Я просил ее встретиться со мной на железнодорожной станции 15 мая в восемь часов. И когда я ее там увидел, я чуть не запрыгал от радости. Она стояла рядом с книжным стендом и читала Томаса Гарди.
— Нервничаешь? — спросила она, когда подошел наш поезд.
— Просто с ума схожу.
— Ладно тебе, все будет в порядке.
Поезд был битком набит, было шумно и душно. Мы с облегчением вздохнули, когда вышли в Манчестере, чтобы сделать пересадку.
— Что ты обо всем этом думаешь? — спросил я.
— Стоит попробовать, — улыбнулась Элен.
Мы стояли на платформе, держась за руки и думая о своем.
Вскоре подошел поезд. Мы сели в вагон и не расцепляли рук до самого Карлайла. По Элен еще ничего не было заметно. Глядя со стороны, невозможно было определить, что в ней было что-то необычное, но мы-то знали. Эта тайна, она заставляла нас то и дело незаметно для других переглядываться и сжимать ладони друг друга.

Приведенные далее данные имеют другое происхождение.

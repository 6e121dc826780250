use async_trait::async_trait;
use std::sync::Arc;
use uuid::Uuid;

use crate::access::Role;
use crate::error::PortalResult;
use crate::models::{Folder, FolderRequest, Module, ModuleRequest, Step, SubModule, User};
use crate::reorder::ReorderUpdate;

pub mod memory;
pub mod postgres;

pub use memory::InMemoryRepository;
pub use postgres::PostgresRepository;

/// Which sibling set a reorder batch targets.
#[derive(Debug, Clone, Copy, PartialEq, Eq)]
pub enum OrderKind {
    Folder,
    Module,
}

/// ModuleFilter
///
/// `All` lists every module; `Folder(None)` lists the unfiled modules, which form their
/// own ordering domain.
#[derive(Debug, Clone, Copy, PartialEq, Eq)]
pub enum ModuleFilter {
    All,
    Folder(Option<Uuid>),
}

/// Repository Trait
///
/// The persistence collaborator. Handlers and the content layer only see this trait,
/// so the Postgres backend and the in-memory backend are interchangeable.
///
/// Ordering contract: listings of folders and of a module sibling set come back sorted
/// by `display_order`. Create appends at the end of the ordering domain; delete (and a
/// module changing folder) compacts the remaining siblings, so every mutation leaves a
/// gapless `0..N-1` sequence behind.
#[async_trait]
pub trait Repository: Send + Sync {
    // --- Users ---
    async fn get_user(&self, id: Uuid) -> PortalResult<Option<User>>;
    /// Newest accounts first.
    async fn list_users(&self) -> PortalResult<Vec<User>>;
    async fn update_user_role(&self, id: Uuid, role: Role) -> PortalResult<User>;

    // --- Folders ---
    async fn list_folders(&self) -> PortalResult<Vec<Folder>>;
    async fn get_folder(&self, id: Uuid) -> PortalResult<Folder>;
    async fn create_folder(&self, req: FolderRequest, created_by: Uuid) -> PortalResult<Folder>;
    async fn update_folder(
        &self,
        id: Uuid,
        req: FolderRequest,
        updated_by: Uuid,
    ) -> PortalResult<Folder>;
    /// Does not touch the folder's modules; they keep their `folder_id`.
    async fn delete_folder(&self, id: Uuid) -> PortalResult<()>;

    // --- Modules ---
    async fn list_modules(&self, filter: ModuleFilter) -> PortalResult<Vec<Module>>;
    async fn get_module(&self, id: Uuid) -> PortalResult<Module>;
    async fn create_module(&self, req: ModuleRequest, created_by: Uuid) -> PortalResult<Module>;
    async fn update_module(&self, id: Uuid, req: ModuleRequest) -> PortalResult<Module>;
    /// Removes the module and its sub-modules.
    async fn delete_module(&self, id: Uuid) -> PortalResult<()>;

    // --- Sub-modules ---
    async fn get_sub_modules(&self, module_id: Uuid) -> PortalResult<Vec<SubModule>>;
    /// Atomically replaces the module's instruction steps. An empty list removes the
    /// sub-module and returns `None`.
    async fn replace_sub_module_steps(
        &self,
        module_id: Uuid,
        steps: Vec<Step>,
    ) -> PortalResult<Option<SubModule>>;

    // --- Ordering ---
    /// Applies a reorder plan as one batch. Each update only applies if the item still
    /// sits at `previous_order`; otherwise nothing is applied and `Conflict` is returned.
    async fn apply_reorder(&self, kind: OrderKind, updates: &[ReorderUpdate]) -> PortalResult<()>;
}

/// RepositoryState
///
/// The concrete type used to share the persistence layer across the application state.
pub type RepositoryState = Arc<dyn Repository>;
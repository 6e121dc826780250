use crate::{AppState, handlers};
use axum::{
    Router,
    routing::{get, post},
};

/// Public Router Module
///
/// Unauthenticated endpoints: the health probe and the sign-in gateway.
pub fn public_routes() -> Router<AppState> {
    Router::new()
        // GET /health
        // Liveness probe for the load balancer.
        .route("/health", get(|| async { "ok" }))
        // POST /auth/login
        // Password sign-in through the auth provider; returns the session tokens.
        .route("/auth/login", post(handlers::login))
}
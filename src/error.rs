use axum::{
    Json,
    http::StatusCode,
    response::{IntoResponse, Response},
};
use serde::{Deserialize, Serialize};
use thiserror::Error;
use ts_rs::TS;
use utoipa::ToSchema;

use crate::access::UnknownRole;

/// AuthError
///
/// Failures of authentication. `SessionExpired` is the one case clients must react to
/// with a forced sign-out (see `SessionManager::handle_auth_error`); its response
/// code is distinct so the client redirects to login exactly once.
#[derive(Debug, Clone, PartialEq, Eq, Error)]
pub enum AuthError {
    #[error("invalid email or password")]
    InvalidCredentials,
    #[error("session expired")]
    SessionExpired,
    #[error("missing bearer token")]
    MissingToken,
    #[error("invalid token")]
    InvalidToken,
    #[error("no portal account for this identity")]
    UnknownUser,
}

/// PortalError
///
/// Every failure the portal reports. The pure components (access policy, reorder
/// planning, step editing) never produce one; all of these originate at a
/// collaborator boundary or in request validation.
#[derive(Debug, Error)]
pub enum PortalError {
    #[error(transparent)]
    Auth(#[from] AuthError),
    #[error("forbidden: {0}")]
    Forbidden(String),
    #[error("not found: {0}")]
    NotFound(String),
    #[error("validation failed: {0}")]
    Validation(String),
    #[error("conflict: {0}")]
    Conflict(String),
    #[error("persistence failure: {0}")]
    Persistence(String),
    /// A multi-write operation stopped midway and its rollback could not be confirmed.
    #[error("partial write: {applied} of {total} changes applied")]
    PartialWrite { applied: usize, total: usize },
    #[error("timed out: {0}")]
    Timeout(String),
}

pub type PortalResult<T> = Result<T, PortalError>;

impl PortalError {
    pub fn not_found(what: impl Into<String>) -> Self {
        PortalError::NotFound(what.into())
    }

    pub fn forbidden(what: impl Into<String>) -> Self {
        PortalError::Forbidden(what.into())
    }

    pub fn validation(what: impl Into<String>) -> Self {
        PortalError::Validation(what.into())
    }

    /// A stored value that no longer parses, such as a role string the portal does not
    /// know. The request was fine; the record is not.
    pub fn corrupt_record(err: impl std::fmt::Display) -> Self {
        tracing::error!(error = %err, "stored record failed to parse");
        PortalError::Persistence(format!("corrupt record: {err}"))
    }

    pub fn status(&self) -> StatusCode {
        match self {
            PortalError::Auth(_) => StatusCode::UNAUTHORIZED,
            PortalError::Forbidden(_) => StatusCode::FORBIDDEN,
            PortalError::NotFound(_) => StatusCode::NOT_FOUND,
            PortalError::Validation(_) => StatusCode::BAD_REQUEST,
            PortalError::Conflict(_) => StatusCode::CONFLICT,
            PortalError::Persistence(_) | PortalError::PartialWrite { .. } => {
                StatusCode::INTERNAL_SERVER_ERROR
            }
            PortalError::Timeout(_) => StatusCode::SERVICE_UNAVAILABLE,
        }
    }

    pub fn code(&self) -> &'static str {
        match self {
            PortalError::Auth(AuthError::SessionExpired) => "session_expired",
            PortalError::Auth(AuthError::InvalidCredentials) => "invalid_credentials",
            PortalError::Auth(_) => "unauthorized",
            PortalError::Forbidden(_) => "forbidden",
            PortalError::NotFound(_) => "not_found",
            PortalError::Validation(_) => "validation_error",
            PortalError::Conflict(_) => "conflict",
            PortalError::Persistence(_) => "internal",
            PortalError::PartialWrite { .. } => "partial_write",
            PortalError::Timeout(_) => "timeout",
        }
    }

    /// Only timeouts are worth retrying; the portal itself never retries.
    pub fn is_retryable(&self) -> bool {
        matches!(self, PortalError::Timeout(_))
    }

    pub fn is_session_expired(&self) -> bool {
        matches!(self, PortalError::Auth(AuthError::SessionExpired))
    }
}

/// Request payloads only; rows read from storage go through `corrupt_record`.
impl From<UnknownRole> for PortalError {
    fn from(err: UnknownRole) -> Self {
        PortalError::Validation(err.to_string())
    }
}

impl From<sqlx::Error> for PortalError {
    fn from(err: sqlx::Error) -> Self {
        match err {
            sqlx::Error::RowNotFound => PortalError::NotFound("row".to_string()),
            sqlx::Error::PoolTimedOut => PortalError::Timeout("database pool".to_string()),
            other => {
                tracing::error!(error = ?other, "database error");
                PortalError::Persistence(other.to_string())
            }
        }
    }
}

impl From<reqwest::Error> for PortalError {
    fn from(err: reqwest::Error) -> Self {
        if err.is_timeout() {
            PortalError::Timeout("auth provider".to_string())
        } else {
            tracing::error!(error = ?err, "auth provider request failed");
            PortalError::Persistence(err.to_string())
        }
    }
}

/// ErrorResponse
///
/// JSON body of every error response.
#[derive(Debug, Clone, Serialize, Deserialize, TS, ToSchema)]
#[ts(export)]
pub struct ErrorResponse {
    pub code: String,
    pub message: String,
    pub retryable: bool,
}

impl IntoResponse for PortalError {
    fn into_response(self) -> Response {
        let status = self.status();
        // Backend detail stays in the logs.
        let message = match &self {
            PortalError::Persistence(_) => "the operation could not be completed".to_string(),
            other => other.to_string(),
        };
        if status.is_server_error() {
            tracing::error!(error = %self, "request failed");
        }
        let body = ErrorResponse {
            code: self.code().to_string(),
            message,
            retryable: self.is_retryable(),
        };
        (status, Json(body)).into_response()
    }
}
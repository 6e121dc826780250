use crate::{AppState, handlers};
use axum::{
    Router,
    routing::{get, post},
};

/// Authenticated Router Module
///
/// Routes for any user with a valid session. Every listing here is narrowed to the
/// content the caller's role may view; nothing in this module mutates content.
pub fn authenticated_routes() -> Router<AppState> {
    Router::<AppState>::new()
        // GET /me
        // Profile plus the management entries the role unlocks.
        .route("/me", get(handlers::get_me))
        // POST /auth/logout
        .route("/auth/logout", post(handlers::logout))
        // GET /dashboard
        .route("/dashboard", get(handlers::get_dashboard))
        // GET /folders
        .route("/folders", get(handlers::get_folders))
        // GET /folders/{id}?search=...
        // Position flags are computed against the full folder, not the filtered view.
        .route("/folders/{id}", get(handlers::get_folder))
        // GET /modules/{id}
        // Hidden modules answer 404 rather than 403.
        .route("/modules/{id}", get(handlers::get_module))
}
#[derive(FromRow)]
struct ModuleRow {
    id: Uuid,
    title: String,
    description: Option<String>,
    folder_id: Option<Uuid>,
    display_order: i32,
    view_roles: Vec<String>,
    edit_roles: Vec<String>,
    created_at: DateTime<Utc>,
    created_by: Option<Uuid>,
}

impl TryFrom<ModuleRow> for Module {
    type Error = PortalError;

    fn try_from(row: ModuleRow) -> Result<Self, Self::Error> {
        Ok(Module {
            id: row.id,
            title: row.title,
            description: row.description,
            folder_id: row.folder_id,
            display_order: row.display_order,
            view_roles: RoleSet::parse_all(&row.view_roles)
                .map_err(PortalError::corrupt_record)?,
            edit_roles: RoleSet::parse_all(&row.edit_roles)
                .map_err(PortalError::corrupt_record)?,
            created_at: row.created_at,
            created_by: row.created_by,
        })
    }
}

#[derive(FromRow)]
struct SubModuleRow {
    id: Uuid,
    module_id: Uuid,
    title: String,
    content: Option<String>,
    steps: Json<Vec<Step>>,
    created_at: DateTime<Utc>,
}

impl From<SubModuleRow> for SubModule {
    fn from(row: SubModuleRow) -> Self {
        SubModule {
            id: row.id,
            module_id: row.module_id,
            title: row.title,
            content: row.content,
            steps: row.steps.0,
            created_at: row.created_at,
        }
    }
}

fn order_table(kind: OrderKind) -> &'static str {
    match kind {
        OrderKind::Folder => "folders",
        OrderKind::Module => "modules",
    }
}

/// Rolls back after a failed statement. When the rollback itself cannot be confirmed the
/// caller gets `PartialWrite` instead of the original error.
async fn abort(
    tx: Transaction<'_, Postgres>,
    err: PortalError,
    applied: usize,
    total: usize,
) -> PortalError {
    match tx.rollback().await {
        Ok(()) => err,
        Err(rollback_err) => {
            tracing::error!(error = ?rollback_err, original = %err, applied, total, "rollback failed");
            PortalError::PartialWrite { applied, total }
        }
    }
}

/// PostgresRepository
pub struct PostgresRepository {
    pool: PgPool,
}

impl PostgresRepository {
    /// Creates a new repository instance using the initialized connection pool.
    pub fn new(pool: PgPool) -> Self {
        Self { pool }
    }

    /// Takes the ordering lock on the table behind `kind` until the transaction ends. The
    /// mode conflicts with itself, so ordering writers on one table queue behind each
    /// other while plain reads continue.
    async fn lock_ordering(
        tx: &mut Transaction<'_, Postgres>,
        kind: OrderKind,
    ) -> PortalResult<()> {
        let table = order_table(kind);
        sqlx::query(&format!("LOCK TABLE {table} IN SHARE ROW EXCLUSIVE MODE"))
            .execute(&mut **tx)
            .await?;
        Ok(())
    }

    async fn sibling_count(
        tx: &mut Transaction<'_, Postgres>,
        folder_id: Option<Uuid>,
    ) -> PortalResult<i64> {
        let count: i64 = sqlx::query_scalar(
            "SELECT COUNT(*) FROM modules WHERE folder_id IS NOT DISTINCT FROM $1",
        )
        .bind(folder_id)
        .fetch_one(&mut **tx)
        .await?;
        Ok(count)
    }

    async fn write_steps(
        tx: &mut Transaction<'_, Postgres>,
        module_id: Uuid,
        steps: Vec<Step>,
    ) -> PortalResult<Option<SubModule>> {
        sqlx::query("DELETE FROM sub_modules WHERE module_id = $1")
            .bind(module_id)
            .execute(&mut **tx)
            .await?;

        if steps.is_empty() {
            return Ok(None);
        }

        let row = sqlx::query_as::<_, SubModuleRow>(&format!(
            "INSERT INTO sub_modules (id, module_id, title, steps, created_at) \
             VALUES ($1, $2, $3, $4, NOW()) RETURNING {SUB_MODULE_COLUMNS}"
        ))
        .bind(Uuid::new_v4())
        .bind(module_id)
        .bind(INSTRUCTIONS_TITLE)
        .bind(Json(steps))
        .fetch_one(&mut **tx)
        .await?;
        Ok(Some(row.into()))
    }
}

Мне всегда казалось, что в этом есть что-то глубоко интимное, в держании за руки то есть. Всегда чувствуешь, даже не глядя, что ощущает тот, кого ты держишь за руку. Когда я только встретил Элен, я сразу почувствовал, что она необычная девушка, в ней было спокойствие и постоянная расположенность к людям, я раньше ни в ком такого не встречал. С ней никогда не боишься, что она надуется, если ты, допустим, что-то не то сказал или как-то не так посмотрел. Терпеть не могу девчонок, которые вдруг, ни с того ни с сего, начинают на тебя дуться, а когда спросишь их, в чем дело, молчат как рыбы. Но спустя какое-то время я понял, что больше всего меня сводит с ума ее улыбка. Вообще-то, она, как и ее отец, очень серьезная девушка, и когда с ней говоришь, она так внимательно на тебя смотрит, что начинает казаться, будто она читает твои мысли; это, по правде сказать, меня немножко нервирует. В таких случаях, я всегда начинаю пороть полную чушь, придумывать абсолютно тупые шуточки, чтобы хоть как-то ее отвлечь. И когда она наконец улыбнется, то совершенно преображается. У нее просто сногсшибательная улыбка. Сколько же недель она не улыбалась! Жутко было день за днем видеть ее напряженные глаза, как у неизлечимо больной. Я знал, что виноват в этом, и оттого становилось совсем паршиво. Но теперь она снова счастлива, и, сжимая ее руку, я чувствовал, что она улыбается, хотя бы я в этот момент читал книгу, а она смотрела в окно. И от этого делалось тепло и уютно, и голова немного кружилась. Я не мог отпустить ее руку. Не мог не прикасаться к ней.